Я всегда знал, что там будет музей. Но в советское время жилплощадь принадлежала государству, и после смерти Александра Ивановича полторы комнаты надо было передать в жилой фонд. Родственникам удалось договориться и перенести срок сдачи комнаты на полгода. За это время архивы и большая часть вещей были систематизированы и вывезены. Но некоторые особенно крупные и не очень значимые предметы обстановки деть было некуда. У всех тогда были маленькие квартиры или даже комнаты в коммуналках. Поэтому, когда время пришло, всё, что осталось, надо было разобрать и вынести на помойку. Этим никто не хотел заниматься. То ли из опасений, то ли из-за тяжелого давящего чувства. Мы вынуждены были разбирать и выносить оставшиеся вещи вдвоем с Михаилом Руткисом, двоюродным братом Иосифа.
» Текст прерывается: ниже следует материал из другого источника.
//! # Courier Client
//!
//! High-level API for the Courier actor: fleet queries, location updates,
//! movement steps, and the bind/release pair used by the assignment engine.

use crate::clients::actor_client::ActorClient;
use crate::courier_actor::{CourierAction, CourierActionResult, CourierError};
use crate::framework::{FrameworkError, ResourceClient};
use crate::model::{Coordinate, Courier, CourierCreate, CourierUpdate, MoveOutcome};
use async_trait::async_trait;
use tracing::{debug, instrument};

/// Client for interacting with the Courier actor.
#[derive(Clone)]
pub struct CourierClient {
    inner: ResourceClient<Courier>,
}

impl CourierClient {
    pub fn new(inner: ResourceClient<Courier>) -> Self {
        Self { inner }
    }

    /// Registers a courier and returns its generated id.
    #[instrument(skip(self))]
    pub async fn register(&self, params: CourierCreate) -> Result<String, CourierError> {
        debug!("Sending request");
        self.inner
            .create(params)
            .await
            .map_err(CourierError::from_framework)
    }

    /// Fetches a courier, failing with `NotFound` if absent.
    pub async fn get_required(&self, courier_id: &str) -> Result<Courier, CourierError> {
        self.get(courier_id.to_string())
            .await?
            .ok_or_else(|| CourierError::NotFound(courier_id.to_string()))
    }

    /// All couriers currently free to take an order.
    #[instrument(skip(self))]
    pub async fn list_available(&self) -> Result<Vec<Courier>, CourierError> {
        Ok(self
            .list()
            .await?
            .into_iter()
            .filter(|courier| courier.is_available)
            .collect())
    }

    /// Overwrites a courier's position.
    #[instrument(skip(self))]
    pub async fn set_location(
        &self,
        courier_id: &str,
        location: Coordinate,
    ) -> Result<Courier, CourierError> {
        debug!("Sending request");
        self.inner
            .update(
                courier_id.to_string(),
                CourierUpdate {
                    location: Some(location),
                },
            )
            .await
            .map_err(CourierError::from_framework)
    }

    /// Advances a courier one movement step toward `target`.
    #[instrument(skip(self))]
    pub async fn move_towards(
        &self,
        courier_id: &str,
        target: Coordinate,
        step_size_km: f64,
    ) -> Result<(Courier, MoveOutcome), CourierError> {
        match self
            .inner
            .perform_action(
                courier_id.to_string(),
                CourierAction::MoveTowards {
                    target,
                    step_size_km,
                },
            )
            .await
            .map_err(CourierError::from_framework)?
        {
            CourierActionResult::Moved { courier, outcome } => Ok((courier, outcome)),
            other => Err(CourierError::ActorCommunication(format!(
                "unexpected action result: {other:?}"
            ))),
        }
    }

    /// Marks the courier busy with `order_id`.
    #[instrument(skip(self))]
    pub async fn bind(&self, courier_id: &str, order_id: &str) -> Result<Courier, CourierError> {
        match self
            .inner
            .perform_action(
                courier_id.to_string(),
                CourierAction::Bind {
                    order_id: order_id.to_string(),
                },
            )
            .await
            .map_err(CourierError::from_framework)?
        {
            CourierActionResult::Bound(courier) => Ok(courier),
            other => Err(CourierError::ActorCommunication(format!(
                "unexpected action result: {other:?}"
            ))),
        }
    }

    /// Frees the courier if it is still bound to `order_id`; no-op otherwise.
    #[instrument(skip(self))]
    pub async fn release(&self, courier_id: &str, order_id: &str) -> Result<Courier, CourierError> {
        match self
            .inner
            .perform_action(
                courier_id.to_string(),
                CourierAction::Release {
                    order_id: order_id.to_string(),
                },
            )
            .await
            .map_err(CourierError::from_framework)?
        {
            CourierActionResult::Released(courier) => Ok(courier),
            other => Err(CourierError::ActorCommunication(format!(
                "unexpected action result: {other:?}"
            ))),
        }
    }
}

#[async_trait]
impl ActorClient<Courier> for CourierClient {
    type Error = CourierError;

    fn inner(&self) -> &ResourceClient<Courier> {
        &self.inner
    }

    fn map_error(e: FrameworkError) -> Self::Error {
        CourierError::from_framework(e)
    }
}

#[cfg(test)]
mod tests {
    use super::*;
    use crate::framework::mock::MockClient;

    fn courier(id: &str, available: bool) -> Courier {
        let mut courier = Courier::new(
            id,
            CourierCreate {
                name: "Test".to_string(),
                location: Coordinate::new(19.0, 72.8),
            },
        );
        if !available {
            courier.mark_busy("ORD_0001");
        }
        courier
    }

    #[tokio::test]
    async fn list_available_filters_busy_couriers() {
        let mut mock = MockClient::<Courier>::new();
        mock.expect_list().return_ok(vec![
            courier("COU_001", true),
            courier("COU_002", false),
            courier("COU_003", true),
        ]);

        let client = CourierClient::new(mock.client());
        let available = client.list_available().await.unwrap();
        let ids: Vec<&str> = available.iter().map(|c| c.id.as_str()).collect();
        assert_eq!(ids, vec!["COU_001", "COU_003"]);
        mock.verify();
    }

    #[tokio::test]
    async fn get_required_maps_missing_courier_to_not_found() {
        let mut mock = MockClient::<Courier>::new();
        mock.expect_get().return_ok(None);

        let client = CourierClient::new(mock.client());
        let err = client.get_required("COU_099").await.unwrap_err();
        assert_eq!(err, CourierError::NotFound("COU_099".to_string()));
        mock.verify();
    }
}
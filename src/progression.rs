//! Decides whether an order may advance automatically, and which transitions
//! a caller may request by hand.
//!
//! Automatic progression layers physical preconditions (courier proximity)
//! on top of the structural table in [`crate::model::state`]. Manual requests
//! bypass proximity entirely and are limited to the cancellation paths; all
//! forward progress must come from movement.

use crate::model::{Coordinate, Courier, Order, OrderState, ARRIVAL_THRESHOLD_KM};

/// Outcome of an automatic-progression check.
#[derive(Debug, Clone, PartialEq)]
pub struct Progression {
    pub allowed: bool,
    pub reason: String,
}

impl Progression {
    fn allowed(reason: impl Into<String>) -> Self {
        Self {
            allowed: true,
            reason: reason.into(),
        }
    }

    fn blocked(reason: impl Into<String>) -> Self {
        Self {
            allowed: false,
            reason: reason.into(),
        }
    }
}

/// Evaluates whether `order` may advance to its next state given where its
/// courier currently is. Pure in its inputs.
pub fn evaluate(order: &Order, courier: &Courier) -> Progression {
    match order.state {
        OrderState::Created => {
            Progression::blocked("Order must be assigned to a courier first")
        }
        OrderState::Assigned => {
            check_arrival(courier.current_location, order.pickup_location, "pickup")
        }
        // Pickup hand-off is modeled as instantaneous: no travel between
        // PICKED_UP and IN_TRANSIT.
        OrderState::PickedUp => Progression::allowed("Package picked up, ready for transit"),
        OrderState::InTransit => {
            check_arrival(courier.current_location, order.drop_location, "drop")
        }
        OrderState::Delivered | OrderState::Cancelled => Progression::blocked(format!(
            "Order is in terminal state: {}",
            order.state
        )),
    }
}

fn check_arrival(courier_at: Coordinate, target: Coordinate, label: &str) -> Progression {
    let distance = courier_at.manhattan_distance_km(target);
    if distance <= ARRIVAL_THRESHOLD_KM {
        Progression::allowed(format!("Courier reached {label} location"))
    } else {
        Progression::blocked(format!(
            "Courier is {distance:.4} units away from {label} location (threshold: {ARRIVAL_THRESHOLD_KM})"
        ))
    }
}

/// The restrictive allow-list for manually requested transitions.
pub fn manual_transition_allowed(from: OrderState, to: OrderState) -> bool {
    matches!(
        (from, to),
        (OrderState::Created, OrderState::Cancelled)
            | (OrderState::Assigned, OrderState::Cancelled)
    )
}
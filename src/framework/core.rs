//! # Core Actor Framework
//!
//! Generic building blocks for the actor system.
//!
//! ## Key Types
//!
//! - [`ActorEntity`]: The trait that all resource types must implement.
//! - [`ResourceActor`]: The generic actor that manages entities.
//! - [`ResourceClient`]: The generic client for communicating with actors.
//! - [`FrameworkError`]: Common errors (e.g., ActorClosed, NotFound).
//!
//! # Architecture Note
//! Each `ResourceActor` owns its store outright and processes messages
//! sequentially in its own task, so no `Mutex` or `RwLock` guards the
//! entities: exclusive ownership within the task is the synchronization.
//! Every individual entity mutation is one message, applied whole; readers
//! never observe a half-applied update.

use std::collections::HashMap;
use std::fmt::{Debug, Display};
use std::hash::Hash;
use tokio::sync::{mpsc, oneshot};
use tracing::{debug, info, warn};

/// Trait that any resource entity must implement to be managed by
/// [`ResourceActor`].
///
/// Associated types enforce payload safety: a `Courier` actor cannot be sent
/// an `OrderCreate`, the compiler rejects it. Each entity also declares its
/// own error type (one enum per actor), which the framework carries across
/// the channel boundary inside [`FrameworkError::Entity`].
pub trait ActorEntity: Clone + Send + Sync + 'static {
    /// The unique identifier for this entity (e.g., String, Uuid, u64).
    /// `Ord` gives `List` a deterministic order.
    type Id: Eq + Ord + Hash + Clone + Send + Sync + Display + Debug;

    /// The data required to create a new instance (DTO).
    type CreateParams: Send + Sync + Debug;

    /// The data required to update an existing instance.
    type UpdateParams: Send + Sync + Debug;

    /// Enum representing resource-specific operations (e.g., `Bind`).
    type Action: Send + Sync + Debug;

    /// The result type returned by custom actions.
    type ActionResult: Send + Sync + Debug;

    /// The error type for this entity; one enum covers the whole actor.
    type Error: std::error::Error + Send + Sync + 'static;

    /// Construct the full entity from the generated ID and the payload.
    fn from_create_params(id: Self::Id, params: Self::CreateParams) -> Result<Self, Self::Error>;

    /// Apply an update request to the entity in place.
    fn on_update(&mut self, update: Self::UpdateParams) -> Result<(), Self::Error>;

    /// Handle a custom resource-specific action.
    fn handle_action(&mut self, action: Self::Action) -> Result<Self::ActionResult, Self::Error>;
}

/// Errors that can occur within the actor framework itself.
#[derive(Debug, thiserror::Error)]
pub enum FrameworkError {
    #[error("Actor closed")]
    ActorClosed,
    #[error("Actor dropped response channel")]
    ActorDropped,
    #[error("Item not found: {0}")]
    NotFound(String),
    #[error("{0}")]
    Entity(Box<dyn std::error::Error + Send + Sync>),
}

impl FrameworkError {
    fn entity<E: std::error::Error + Send + Sync + 'static>(e: E) -> Self {
        FrameworkError::Entity(Box::new(e))
    }
}

/// Type alias for the one-shot response channel used by actors.
pub type Response<T> = oneshot::Sender<Result<T, FrameworkError>>;

/// Internal message type sent to the actor to request operations.
///
/// The variants map to CRUD plus `List` (store-wide enumeration) and
/// `Action` (resource-specific logic that does not fit the CRUD model).
#[derive(Debug)]
pub enum ResourceRequest<T: ActorEntity> {
    Create {
        params: T::CreateParams,
        respond_to: Response<T::Id>,
    },
    Get {
        id: T::Id,
        respond_to: Response<Option<T>>,
    },
    List {
        respond_to: Response<Vec<T>>,
    },
    Update {
        id: T::Id,
        update: T::UpdateParams,
        respond_to: Response<T>,
    },
    #[allow(dead_code)]
    Delete { id: T::Id, respond_to: Response<()> },
    Action {
        id: T::Id,
        action: T::Action,
        respond_to: Response<T::ActionResult>,
    },
}

/// The generic actor that manages a collection of entities.
///
/// This struct is the "server" half: it owns the state (`store`) and the
/// receiver end of the channel. IDs come from an injected generator so each
/// domain keeps its own format (`ORD_0001`, `COU_001`, …).
pub struct ResourceActor<T: ActorEntity> {
    receiver: mpsc::Receiver<ResourceRequest<T>>,
    store: HashMap<T::Id, T>,
    next_id_fn: Box<dyn Fn() -> T::Id + Send + Sync>,
}

impl<T: ActorEntity> ResourceActor<T> {
    pub fn new(
        buffer_size: usize,
        next_id_fn: impl Fn() -> T::Id + Send + Sync + 'static,
    ) -> (Self, ResourceClient<T>) {
        let (sender, receiver) = mpsc::channel(buffer_size);
        let actor = Self {
            receiver,
            store: HashMap::new(),
            next_id_fn: Box::new(next_id_fn),
        };
        let client = ResourceClient::new(sender);
        (actor, client)
    }

    /// Runs the actor's event loop, processing messages until the channel
    /// closes (i.e., until every client clone has been dropped).
    pub async fn run(mut self) {
        // Extract just the type name (e.g., "Courier" instead of
        // "courier_dispatch::model::courier::Courier").
        let entity_type = std::any::type_name::<T>()
            .split("::")
            .last()
            .unwrap_or("Unknown");
        info!(entity_type, "Actor started");

        while let Some(msg) = self.receiver.recv().await {
            match msg {
                ResourceRequest::Create { params, respond_to } => {
                    debug!(entity_type, ?params, "Create");
                    let id = (self.next_id_fn)();

                    match T::from_create_params(id.clone(), params) {
                        Ok(item) => {
                            self.store.insert(id.clone(), item);
                            info!(entity_type, %id, size = self.store.len(), "Created");
                            let _ = respond_to.send(Ok(id));
                        }
                        Err(e) => {
                            warn!(entity_type, error = %e, "Create failed");
                            let _ = respond_to.send(Err(FrameworkError::entity(e)));
                        }
                    }
                }
                ResourceRequest::Get { id, respond_to } => {
                    let item = self.store.get(&id).cloned();
                    let found = item.is_some();
                    debug!(entity_type, %id, found, "Get");
                    let _ = respond_to.send(Ok(item));
                }
                ResourceRequest::List { respond_to } => {
                    // HashMap iteration order is arbitrary; callers get a
                    // stable id-sorted view.
                    let mut keyed: Vec<(&T::Id, &T)> = self.store.iter().collect();
                    keyed.sort_by(|a, b| a.0.cmp(b.0));
                    let items: Vec<T> = keyed.into_iter().map(|(_, v)| v.clone()).collect();
                    debug!(entity_type, count = items.len(), "List");
                    let _ = respond_to.send(Ok(items));
                }
                ResourceRequest::Update {
                    id,
                    update,
                    respond_to,
                } => {
                    debug!(entity_type, %id, ?update, "Update");
                    if let Some(item) = self.store.get_mut(&id) {
                        if let Err(e) = item.on_update(update) {
                            warn!(entity_type, %id, error = %e, "Update failed");
                            let _ = respond_to.send(Err(FrameworkError::entity(e)));
                            continue;
                        }
                        info!(entity_type, %id, "Updated");
                        let _ = respond_to.send(Ok(item.clone()));
                    } else {
                        warn!(entity_type, %id, "Not found");
                        let _ = respond_to.send(Err(FrameworkError::NotFound(id.to_string())));
                    }
                }
                ResourceRequest::Delete { id, respond_to } => {
                    debug!(entity_type, %id, "Delete");
                    if self.store.remove(&id).is_some() {
                        info!(entity_type, %id, size = self.store.len(), "Deleted");
                        let _ = respond_to.send(Ok(()));
                    } else {
                        warn!(entity_type, %id, "Not found");
                        let _ = respond_to.send(Err(FrameworkError::NotFound(id.to_string())));
                    }
                }
                ResourceRequest::Action {
                    id,
                    action,
                    respond_to,
                } => {
                    debug!(entity_type, %id, ?action, "Action");
                    if let Some(item) = self.store.get_mut(&id) {
                        let result = item.handle_action(action).map_err(FrameworkError::entity);
                        match &result {
                            Ok(_) => info!(entity_type, %id, "Action ok"),
                            Err(e) => warn!(entity_type, %id, error = %e, "Action failed"),
                        }
                        let _ = respond_to.send(result);
                    } else {
                        warn!(entity_type, %id, "Not found");
                        let _ = respond_to.send(Err(FrameworkError::NotFound(id.to_string())));
                    }
                }
            }
        }

        info!(entity_type, size = self.store.len(), "Shutdown");
    }
}

/// A type-safe client for interacting with a `ResourceActor`.
///
/// Holds only a sender, so cloning is cheap and clones can be shared across
/// tasks freely.
#[derive(Clone)]
pub struct ResourceClient<T: ActorEntity> {
    sender: mpsc::Sender<ResourceRequest<T>>,
}

impl<T: ActorEntity> ResourceClient<T> {
    pub fn new(sender: mpsc::Sender<ResourceRequest<T>>) -> Self {
        Self { sender }
    }

    pub async fn create(&self, params: T::CreateParams) -> Result<T::Id, FrameworkError> {
        let (respond_to, response) = oneshot::channel();
        self.sender
            .send(ResourceRequest::Create { params, respond_to })
            .await
            .map_err(|_| FrameworkError::ActorClosed)?;
        response.await.map_err(|_| FrameworkError::ActorDropped)?
    }

    pub async fn get(&self, id: T::Id) -> Result<Option<T>, FrameworkError> {
        let (respond_to, response) = oneshot::channel();
        self.sender
            .send(ResourceRequest::Get { id, respond_to })
            .await
            .map_err(|_| FrameworkError::ActorClosed)?;
        response.await.map_err(|_| FrameworkError::ActorDropped)?
    }

    pub async fn list(&self) -> Result<Vec<T>, FrameworkError> {
        let (respond_to, response) = oneshot::channel();
        self.sender
            .send(ResourceRequest::List { respond_to })
            .await
            .map_err(|_| FrameworkError::ActorClosed)?;
        response.await.map_err(|_| FrameworkError::ActorDropped)?
    }

    pub async fn update(&self, id: T::Id, update: T::UpdateParams) -> Result<T, FrameworkError> {
        let (respond_to, response) = oneshot::channel();
        self.sender
            .send(ResourceRequest::Update {
                id,
                update,
                respond_to,
            })
            .await
            .map_err(|_| FrameworkError::ActorClosed)?;
        response.await.map_err(|_| FrameworkError::ActorDropped)?
    }

    #[allow(dead_code)]
    pub async fn delete(&self, id: T::Id) -> Result<(), FrameworkError> {
        let (respond_to, response) = oneshot::channel();
        self.sender
            .send(ResourceRequest::Delete { id, respond_to })
            .await
            .map_err(|_| FrameworkError::ActorClosed)?;
        response.await.map_err(|_| FrameworkError::ActorDropped)?
    }

    pub async fn perform_action(
        &self,
        id: T::Id,
        action: T::Action,
    ) -> Result<T::ActionResult, FrameworkError> {
        let (respond_to, response) = oneshot::channel();
        self.sender
            .send(ResourceRequest::Action {
                id,
                action,
                respond_to,
            })
            .await
            .map_err(|_| FrameworkError::ActorClosed)?;
        response.await.map_err(|_| FrameworkError::ActorDropped)?
    }
}
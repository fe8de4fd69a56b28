//! # Courier Dispatch
//!
//! An in-memory delivery dispatch core: orders and couriers, a
//! nearest-courier assignment engine, a strict delivery state machine, and a
//! background movement simulation that walks couriers toward their targets
//! and advances orders as they arrive.
//!
//! ## Architecture
//!
//! The system is built as a small set of actors on Tokio. Each entity type
//! (Order, Courier) is owned by one [`framework::ResourceActor`] that
//! processes messages sequentially: exclusive ownership inside the task
//! replaces locks on the stores, and every entity mutation is applied as a
//! single atomic message.
//!
//! The one cross-entity decision that needs more than per-entity atomicity
//! ("which free courier takes this order") is serialized by the
//! [`assignment::AssignmentEngine`]'s process-wide mutex, so two orders can
//! never claim the same idle courier.
//!
//! ## Module Tour
//!
//! ### 1. The Engine ([`framework`])
//! The generic `ResourceActor<T>` / `ResourceClient<T>` pair plus the
//! [`ActorEntity`](framework::ActorEntity) contract, and mocks for testing
//! client logic without actors.
//!
//! ### 2. The Rules ([`model`], [`progression`])
//! Pure data and pure decisions: coordinates and the distance metric, the
//! order state machine, entity types with their DTOs, and the progression
//! validator that gates automatic transitions on courier proximity.
//!
//! ### 3. The Implementation ([`order_actor`], [`courier_actor`])
//! Concrete [`ActorEntity`](framework::ActorEntity) implementations with
//! their action enums and per-actor error types.
//!
//! ### 4. The Interface ([`clients`], [`assignment`], [`simulation`])
//! Domain clients wrapping raw message passing. The
//! [`OrderClient`](clients::OrderClient) is the order lifecycle manager;
//! the [`Simulator`](simulation::Simulator) is the periodic movement task.
//!
//! ### 5. The Orchestrator ([`lifecycle`])
//! [`DispatchSystem`](lifecycle::DispatchSystem) spins everything up, seeds
//! the fleet, and shuts the system down cleanly.
//!
//! ## Quick Start
//!
//! ```bash
//! # Run the demo with info logs
//! RUST_LOG=info cargo run
//!
//! # Run the test suite
//! cargo test
//! ```

pub mod assignment;
pub mod clients;
pub mod courier_actor;
pub mod framework;
pub mod lifecycle;
pub mod model;
pub mod order_actor;
pub mod progression;
pub mod simulation;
Я так написал об этом в своей книге: «Когда мы пришли, зная, что в последний раз, в пустые «полторы комнаты» без буфетов и перегородки в арке, ощущение возникло опустошающее. Ничто так доходчиво не предъявляет окончательность смерти и безвозвратность потери, как уничтожение собственными руками пространства, в котором жили близкие люди. То, что это протяжённый во времени последовательный процесс, для осознания факта имеет особое значение». «…отчетливо помню мысль, очень отстраненную, с будничной и, если так можно сказать о мысли, ворчливой интонацией. Я подумал, что потом здесь сделают музей, и будут всё восстанавливать. В этой мысли не было пафоса совершенно, только горечь, ощущение бессмысленности: «Сейчас мы все это ломаем, а потом…»

Я совершенно точно знал в этот момент, что так произойдет: «Здесь будет музей, и придётся тратить значительные усилия для того, чтобы всё восстановить. Но всё восстановить будет уже невозможно, хотя бы потому, что часть вещей мы сейчас сломаем, и они будут уничтожены».